Search the records for the word "PromptService". Copy every line where it appears.

(Data to use)

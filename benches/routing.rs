// Copyright 2026 Layne Penney
// SPDX-License-Identifier: AGPL-3.0-or-later

//! Benchmarks for the routing hot path.
//!
//! Run with: `cargo bench --bench routing`

use std::hint::black_box;
use std::sync::Arc;

use async_trait::async_trait;
use criterion::{criterion_group, criterion_main, BenchmarkId, Criterion};

use switchyard::agents::{parse_candidates, AgentRegistry, ChatAgent, SharedAgent};
use switchyard::chat::ChatRequest;
use switchyard::config::{merge_config, CliOptions, WorkspaceConfig};
use switchyard::error::DispatchError;
use switchyard::prompts::{
    format_chat_agents, ChatAgentsVariable, PromptService, ORCHESTRATOR_TEMPLATE_ID,
};

struct StubAgent {
    id: String,
}

#[async_trait]
impl ChatAgent for StubAgent {
    fn id(&self) -> &str {
        &self.id
    }

    fn name(&self) -> &str {
        &self.id
    }

    fn description(&self) -> &str {
        "Answers questions about a particular corner of the codebase."
    }

    async fn invoke(&self, _request: &mut ChatRequest) -> Result<(), DispatchError> {
        Ok(())
    }
}

fn stub_agents(count: usize) -> Vec<SharedAgent> {
    (0..count)
        .map(|i| Arc::new(StubAgent { id: format!("Agent{}", i) }) as SharedAgent)
        .collect()
}

fn bench_parse_candidates(c: &mut Criterion) {
    let mut group = c.benchmark_group("parse_candidates");

    let inputs = [
        ("single", r#"["Coder"]"#.to_string()),
        ("fenced", "```json\n[\"Coder\", \"Architect\"]\n```".to_string()),
        ("invalid", "I think the Coder agent fits best.".to_string()),
        (
            "long",
            format!(
                "[{}]",
                (0..50).map(|i| format!("\"Agent{}\"", i)).collect::<Vec<_>>().join(",")
            ),
        ),
    ];

    for (name, input) in &inputs {
        group.bench_with_input(BenchmarkId::from_parameter(name), input, |b, input| {
            b.iter(|| parse_candidates(black_box(input)));
        });
    }

    group.finish();
}

fn bench_prompt_rendering(c: &mut Criterion) {
    let rt = tokio::runtime::Runtime::new().unwrap();
    let mut group = c.benchmark_group("prompt_rendering");

    for count in [4, 32] {
        let agents = stub_agents(count);
        group.bench_with_input(BenchmarkId::new("format_chat_agents", count), &agents, |b, agents| {
            b.iter(|| format_chat_agents(black_box(agents)));
        });

        let (prompts, _registry) = rt.block_on(async {
            let registry = Arc::new(AgentRegistry::new());
            for agent in stub_agents(count) {
                registry.register(agent).await.unwrap();
            }
            let prompts = PromptService::with_builtins().await;
            prompts
                .register_variable(Arc::new(ChatAgentsVariable::new(Arc::downgrade(&registry))))
                .await;
            (prompts, registry)
        });

        group.bench_function(BenchmarkId::new("orchestrator_prompt", count), |b| {
            b.to_async(&rt)
                .iter(|| async { prompts.get_prompt(black_box(ORCHESTRATOR_TEMPLATE_ID)).await });
        });
    }

    group.finish();
}

fn bench_merge_config(c: &mut Criterion) {
    let global = WorkspaceConfig {
        provider: Some("ollama".to_string()),
        disabled_agents: Some(vec!["Architect".to_string()]),
        ..Default::default()
    };
    let workspace = WorkspaceConfig {
        model: Some("llama3.2".to_string()),
        fallback_agent: Some("Coder".to_string()),
        ..Default::default()
    };

    c.bench_function("merge_config", |b| {
        b.iter(|| {
            merge_config(
                black_box(Some(global.clone())),
                black_box(Some(workspace.clone())),
                None,
                CliOptions::default(),
            )
        });
    });
}

criterion_group!(
    benches,
    bench_parse_candidates,
    bench_prompt_rendering,
    bench_merge_config,
);
criterion_main!(benches);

(End Data to use)

◆ **Answer to this task**
    format_chat_agents, ChatAgentsVariable, PromptService, ORCHESTRATOR_TEMPLATE_ID,
            let prompts = PromptService::with_builtins().await;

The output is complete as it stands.